YOUR GOAL.
Return, from the data that follows, each line that holds the word "push".

DATA PROVIDED.
----

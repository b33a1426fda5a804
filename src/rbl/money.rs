use crate::Result;

use std::fmt;

use serde::{Deserialize, Serialize};

use thiserror::Error;

#[derive(Error, Debug)]
pub enum MoneyError {
    #[error("Overflow error while applying {0} operation on {1} and {2}")]
    Overflow(&'static str, Money, Money),

    #[error("Underflow error while applying {0} operation on {1} and {2}")]
    Underflow(&'static str, Money, Money),

    #[error("Money parse error: {0}, {1:?}")]
    Parse(&'static str, String),
}

/// Whole game currency units. Balances may go negative, amounts never do.
#[derive(Serialize, Deserialize, Debug, Clone, Copy, Default, PartialEq, Eq, PartialOrd, Ord, Hash)]
#[serde(transparent)]
pub struct Money(pub i64);

impl Money {
    pub const ZERO: Self = Self(0);
    pub const MAX: Self = Self(i64::MAX);
    pub const MIN: Self = Self(i64::MIN);

    /// Parses a whole number of units, allowing a leading sign and surrounding whitespace
    pub fn parse(string: &str) -> Result<Self> {
        let trimmed = string.trim();

        if trimmed.is_empty() {
            Err(MoneyError::Parse("Empty value", string.to_string()))?
        }

        if trimmed.contains('.') {
            Err(MoneyError::Parse("Fractional values not supported", string.to_string()))?
        }

        let value: i64 = trimmed
            .parse()
            .map_err(|_| MoneyError::Parse("Not an integer", string.to_string()))?;

        return Ok(Money(value));
    }

    pub fn is_positive(&self) -> bool {
        self.0 > 0
    }

    pub fn is_negative(&self) -> bool {
        self.0 < 0
    }

    pub fn checked_add(self, other: Self) -> Result<Self> {
        let sum = self.0.checked_add(other.0).ok_or_else(|| {
            if other.0 > 0 {
                MoneyError::Overflow("add", self, other)
            } else {
                MoneyError::Underflow("add", self, other)
            }
        })?;

        return Ok(Money(sum));
    }

    pub fn checked_sub(self, other: Self) -> Result<Self> {
        let diff = self.0.checked_sub(other.0).ok_or_else(|| {
            if other.0 < 0 {
                MoneyError::Overflow("sub", self, other)
            } else {
                MoneyError::Underflow("sub", self, other)
            }
        })?;

        return Ok(Money(diff));
    }

    pub fn add(&mut self, other: &Self) -> Result {
        *self = self.checked_add(*other)?;
        return Ok(());
    }

    pub fn sub(&mut self, other: &Self) -> Result {
        *self = self.checked_sub(*other)?;
        return Ok(());
    }
}

/// Formats as `$1,500` / `-$200`
impl fmt::Display for Money {
    fn fmt(&self, f: &mut fmt::Formatter) -> fmt::Result {
        let digits = self.0.unsigned_abs().to_string();
        let mut grouped = String::with_capacity(digits.len() + digits.len() / 3);

        for (idx, ch) in digits.chars().enumerate() {
            if idx > 0 && (digits.len() - idx) % 3 == 0 {
                grouped.push(',');
            }
            grouped.push(ch);
        }

        let sign = if self.is_negative() { "-" } else { "" };

        return write!(f, "{sign}${grouped}");
    }
}

impl From<i64> for Money {
    fn from(value: i64) -> Self {
        Money(value)
    }
}
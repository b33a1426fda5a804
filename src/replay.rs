use rbl::ids::{PlayerId, RoomCode};
use rbl::input::Command;
use rbl::ledger::Transfer;
use rbl::reports::PlayerReport;
use rbl::{BankServices, Result};

use std::collections::BTreeMap;

use thiserror::Error;

#[derive(Error, Debug)]
pub enum ReplayError {
    #[error("Unknown room alias: {0}")]
    UnknownRoom(String),

    #[error("Unknown player alias {1} in room {0}")]
    UnknownPlayer(String, String),

    #[error("Alias already in use: {0}")]
    DuplicateAlias(String),
}

/// Runs script commands against the services, translating aliases to real codes and ids
pub struct Replay {
    services: BankServices,
    rooms: BTreeMap<String, RoomCode>,
    players: BTreeMap<(String, String), PlayerId>,
}

impl Replay {
    pub fn new(services: BankServices) -> Self {
        return Self {
            services,
            rooms: BTreeMap::new(),
            players: BTreeMap::new(),
        };
    }

    pub fn apply(&mut self, command: Command) -> Result {
        match command {
            Command::Create {
                room,
                bank,
                bank_name,
                initial_money,
            } => {
                if self.rooms.contains_key(&room) {
                    Err(ReplayError::DuplicateAlias(room.clone()))?
                }

                let session = self.services.rooms.create_room(&bank_name, initial_money)?;
                log::debug!("Room alias {room} is {}", session.room_code);

                self.players.insert((room.clone(), bank), session.player_id);
                self.rooms.insert(room, session.room_code);
            }
            Command::Join { room, player, name } => {
                let code = self.room_code(&room)?.clone();

                if self.players.contains_key(&(room.clone(), player.clone())) {
                    Err(ReplayError::DuplicateAlias(player.clone()))?
                }

                let session = self.services.rooms.join_room(code.as_str(), &name, None)?;
                self.players.insert((room, player), session.player_id);
            }
            Command::Transfer {
                room,
                from,
                to,
                amount,
                tx_type,
                concept,
            } => {
                let code = self.room_code(&room)?.clone();
                let from = self.player_id(&room, &from)?.clone();
                let to = self.player_id(&room, &to)?.clone();

                let mut transfer = Transfer::new(tx_type, from, to, amount);
                if let Some(concept) = concept {
                    transfer = transfer.with_concept(concept);
                }

                let receipt = self.services.ledger.transfer(&code, transfer)?;
                log::debug!("Recorded {} as {}", receipt.transaction.tx_type, receipt.id);
            }
            Command::BankTransfer {
                room,
                bank,
                player,
                balance,
            } => {
                let code = self.room_code(&room)?.clone();
                let bank = self.player_id(&room, &bank)?.clone();
                let player = self.player_id(&room, &player)?.clone();

                self.services.ledger.bank_transfer(&code, &bank, &player, balance)?;
            }
            Command::End { room } => {
                let code = self.room_code(&room)?.clone();
                self.services.rooms.end_room(&code)?;
            }
            Command::Remove { room, player } => {
                let code = self.room_code(&room)?.clone();
                let player_id = self.player_id(&room, &player)?.clone();

                self.services.rooms.remove_player(&code, &player_id)?;
            }
            Command::Clear { room } => {
                let code = self.room_code(&room)?.clone();
                self.services.rooms.clear_history(&code)?;
            }
        }

        return Ok(());
    }

    /// One row per seated player, ordered by room alias then player alias
    pub fn report(&self) -> Result<Vec<PlayerReport>> {
        let mut rows = vec![];

        for (room_alias, code) in self.rooms.iter() {
            let room = self.services.rooms.get_room(code)?;

            for ((alias_room, player_alias), player_id) in self.players.iter() {
                if alias_room != room_alias {
                    continue;
                }

                // Removed players have no row
                if let Some(row) = PlayerReport::build(&room, player_id, room_alias, player_alias) {
                    rows.push(row?);
                }
            }
        }

        return Ok(rows);
    }

    fn room_code(&self, room: &str) -> Result<&RoomCode> {
        let code = self
            .rooms
            .get(room)
            .ok_or_else(|| ReplayError::UnknownRoom(room.to_string()))?;

        return Ok(code);
    }

    fn player_id(&self, room: &str, player: &str) -> Result<&PlayerId> {
        let id = self
            .players
            .get(&(room.to_string(), player.to_string()))
            .ok_or_else(|| ReplayError::UnknownPlayer(room.to_string(), player.to_string()))?;

        return Ok(id);
    }
}

#[cfg(test)]
mod tests {
    use super::*;

    use rbl::models::TransactionType;
    use rbl::Money;

    fn s(value: &str) -> String {
        value.to_string()
    }

    fn seeded_replay() -> Replay {
        let mut replay = Replay::new(rbl::build_memory_services());

        replay
            .apply(Command::Create {
                room: s("game"),
                bank: s("bank"),
                bank_name: s("Banker"),
                initial_money: Money(1500),
            })
            .unwrap();
        for player in ["ann", "bob"] {
            replay
                .apply(Command::Join {
                    room: s("game"),
                    player: s(player),
                    name: s(player),
                })
                .unwrap();
        }

        replay
    }

    #[test]
    fn report_after_rent() {
        let mut replay = seeded_replay();

        replay
            .apply(Command::Transfer {
                room: s("game"),
                from: s("ann"),
                to: s("bob"),
                amount: Money(200),
                tx_type: TransactionType::Rent,
                concept: None,
            })
            .unwrap();

        let balances: Vec<_> = replay
            .report()
            .unwrap()
            .into_iter()
            .map(|row| (row.player, row.balance))
            .collect();

        assert_eq!(balances, vec![(s("ann"), 1300), (s("bank"), 0), (s("bob"), 1700)]);
    }

    #[test]
    fn unknown_aliases() {
        let mut replay = seeded_replay();

        let err = replay.apply(Command::End { room: s("other") }).unwrap_err();
        assert!(matches!(err.downcast_ref::<ReplayError>(), Some(ReplayError::UnknownRoom(_))));

        let err = replay
            .apply(Command::Remove {
                room: s("game"),
                player: s("zed"),
            })
            .unwrap_err();
        assert!(matches!(
            err.downcast_ref::<ReplayError>(),
            Some(ReplayError::UnknownPlayer(_, _))
        ));
    }

    #[test]
    fn removed_players_leave_the_report() {
        let mut replay = seeded_replay();

        replay
            .apply(Command::Remove {
                room: s("game"),
                player: s("bob"),
            })
            .unwrap();

        let players: Vec<_> = replay.report().unwrap().into_iter().map(|row| row.player).collect();
        assert_eq!(players, vec![s("ann"), s("bank")]);
    }
}
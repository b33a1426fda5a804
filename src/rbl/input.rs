use crate::config::DEFAULT_INITIAL_MONEY;
use crate::models::TransactionType;
use crate::{Money, Result};

use serde::Deserialize;

use thiserror::Error;

/// One row of a command script as it deserializes from CSV.
///
/// Rooms and players are named by script-local aliases, since real room codes
/// and player ids are only known once the commands run.
#[derive(Deserialize, Debug, Clone)]
pub struct InputCommand {
    #[serde(rename = "command")]
    pub typ: InputCommandType,

    pub room: String,
    pub player: Option<String>,
    pub counterparty: Option<String>,
    pub amount: Option<String>,
    pub category: Option<String>,
    pub note: Option<String>,
}

#[derive(Deserialize, Debug, Clone, Copy, PartialEq, Eq)]
#[serde(rename_all = "kebab-case")]
pub enum InputCommandType {
    Create,
    Join,
    Transfer,
    BankTransfer,
    End,
    Remove,
    Clear,
}

#[derive(Error, Debug)]
pub enum InputParseError {
    #[error("Error parsing input command: {0} missing from {1:?}")]
    MissingField(&'static str, InputCommand),

    #[error("Error parsing input command: unknown category in {0:?}")]
    UnknownCategory(InputCommand),
}

/// Typed command, one variant per lifecycle or ledger operation
#[derive(Debug, Clone, PartialEq)]
pub enum Command {
    Create {
        room: String,
        bank: String,
        bank_name: String,
        initial_money: Money,
    },
    Join {
        room: String,
        player: String,
        name: String,
    },
    Transfer {
        room: String,
        from: String,
        to: String,
        amount: Money,
        tx_type: TransactionType,
        concept: Option<String>,
    },
    BankTransfer {
        room: String,
        bank: String,
        player: String,
        balance: Money,
    },
    End {
        room: String,
    },
    Remove {
        room: String,
        player: String,
    },
    Clear {
        room: String,
    },
}

impl InputCommand {
    pub fn parse_command(self) -> Result<Command> {
        let room = self.room.clone();

        let command = match self.typ {
            InputCommandType::Create => {
                let bank = self.required("player", &self.player)?;
                let bank_name = self.note.clone().unwrap_or_else(|| bank.clone());
                let initial_money = match &self.amount {
                    Some(amount) => Money::parse(amount)?,
                    None => DEFAULT_INITIAL_MONEY,
                };

                Command::Create {
                    room,
                    bank,
                    bank_name,
                    initial_money,
                }
            }
            InputCommandType::Join => {
                let player = self.required("player", &self.player)?;
                let name = self.note.clone().unwrap_or_else(|| player.clone());

                Command::Join { room, player, name }
            }
            InputCommandType::Transfer => {
                let from = self.required("player", &self.player)?;
                let to = self.required("counterparty", &self.counterparty)?;
                let amount = Money::parse(&self.required("amount", &self.amount)?)?;
                let tx_type = self
                    .required("category", &self.category)?
                    .parse::<TransactionType>()
                    .map_err(|_| InputParseError::UnknownCategory(self.clone()))?;

                Command::Transfer {
                    room,
                    from,
                    to,
                    amount,
                    tx_type,
                    concept: self.note.clone(),
                }
            }
            InputCommandType::BankTransfer => Command::BankTransfer {
                room,
                bank: self.required("player", &self.player)?,
                player: self.required("counterparty", &self.counterparty)?,
                balance: Money::parse(&self.required("amount", &self.amount)?)?,
            },
            InputCommandType::End => Command::End { room },
            InputCommandType::Remove => Command::Remove {
                room,
                player: self.required("player", &self.player)?,
            },
            InputCommandType::Clear => Command::Clear { room },
        };

        Ok(command)
    }

    fn required(&self, field: &'static str, value: &Option<String>) -> Result<String> {
        let value = value
            .clone()
            .filter(|value| !value.trim().is_empty())
            .ok_or_else(|| InputParseError::MissingField(field, self.clone()))?;

        return Ok(value);
    }
}
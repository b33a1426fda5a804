use std::fmt;

use rand::Rng;

use serde::{Deserialize, Serialize};

#[derive(Serialize, Deserialize, Debug, Clone, PartialEq, Eq, PartialOrd, Ord, Hash)]
#[serde(transparent)]
pub struct TransactionId(pub String);

impl TransactionId {
    pub fn generate<R: Rng + ?Sized>(rng: &mut R, timestamp: u64) -> Self {
        Self(super::generate_id(rng, timestamp))
    }
}

impl From<&str> for TransactionId {
    fn from(value: &str) -> Self {
        Self(value.to_string())
    }
}

impl fmt::Display for TransactionId {
    fn fmt(&self, f: &mut fmt::Formatter) -> fmt::Result {
        return write!(f, "{}", self.0);
    }
}
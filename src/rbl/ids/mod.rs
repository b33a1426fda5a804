mod player_id;
mod room_code;
mod transaction_id;

pub use player_id::PlayerId;
pub use room_code::{RoomCode, RoomCodeError, ROOM_CODE_ALPHABET, ROOM_CODE_LEN};
pub use transaction_id::TransactionId;

use rand::Rng;

const BASE36: &[u8; 36] = b"0123456789abcdefghijklmnopqrstuvwxyz";

/// Builds a sortable-ish unique id: base36 millisecond timestamp followed by a random base36 tail
pub(crate) fn generate_id<R: Rng + ?Sized>(rng: &mut R, timestamp: u64) -> String {
    let mut id = to_base36(timestamp);

    for _ in 0..11 {
        id.push(BASE36[rng.gen_range(0..BASE36.len())] as char);
    }

    id
}

fn to_base36(mut value: u64) -> String {
    if value == 0 {
        return "0".to_string();
    }

    let mut digits = Vec::new();
    while value > 0 {
        digits.push(BASE36[(value % 36) as usize]);
        value /= 36;
    }
    digits.reverse();

    String::from_utf8_lossy(&digits).into_owned()
}
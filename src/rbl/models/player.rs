use crate::Money;

use serde::{Deserialize, Serialize};

pub const BANK_COLOR: &str = "#2c3e50";

/// Colors offered to joining players, in picker order
pub const PLAYER_COLORS: [&str; 8] = [
    "#e74c3c", "#3498db", "#2ecc71", "#f39c12", "#9b59b6", "#1abc9c", "#e67e22", "#34495e",
];

#[derive(Serialize, Deserialize, Debug, Clone, PartialEq, Eq)]
#[serde(rename_all = "camelCase")]
pub struct Player {
    pub name: String,
    pub money: Money,
    pub is_bank: bool,
    pub color: String,
    pub joined_at: u64,
}

impl Player {
    /// The bank holds no money of its own
    pub fn bank(name: String, joined_at: u64) -> Self {
        return Self {
            name,
            money: Money::ZERO,
            is_bank: true,
            color: BANK_COLOR.to_string(),
            joined_at,
        };
    }

    pub fn new(name: String, money: Money, color: String, joined_at: u64) -> Self {
        return Self {
            name,
            money,
            is_bank: false,
            color,
            joined_at,
        };
    }

    /// Up to two upper-case initials for avatars
    pub fn initials(&self) -> String {
        self.name
            .split_whitespace()
            .filter_map(|word| word.chars().next())
            .flat_map(char::to_uppercase)
            .take(2)
            .collect()
    }
}

#[cfg(test)]
mod tests {
    use super::*;

    #[test]
    fn bank_has_no_money() {
        let bank = Player::bank("Banker".to_string(), 1);

        assert!(bank.is_bank);
        assert_eq!(bank.money, Money::ZERO);
        assert_eq!(bank.color, BANK_COLOR);
    }

    #[test]
    fn initials() {
        let player = Player::new("ana maria lopez".to_string(), Money(1500), PLAYER_COLORS[0].to_string(), 1);
        assert_eq!(player.initials(), "AM");

        let player = Player::new("Bo".to_string(), Money(1500), PLAYER_COLORS[0].to_string(), 1);
        assert_eq!(player.initials(), "B");
    }

    #[test]
    fn serializes_camel_case() {
        let player = Player::new("Ann".to_string(), Money(1500), "#fff".to_string(), 10);
        let json = serde_json::to_value(&player).unwrap();

        assert_eq!(json["isBank"], false);
        assert_eq!(json["joinedAt"], 10);
        assert_eq!(json["money"], 1500);
    }
}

----

RESPONSE BOX.
                grouped.push(',');
            grouped.push(ch);
                    rows.push(row?);
        id.push(BASE36[rng.gen_range(0..BASE36.len())] as char);
        digits.push(BASE36[(value % 36) as usize]);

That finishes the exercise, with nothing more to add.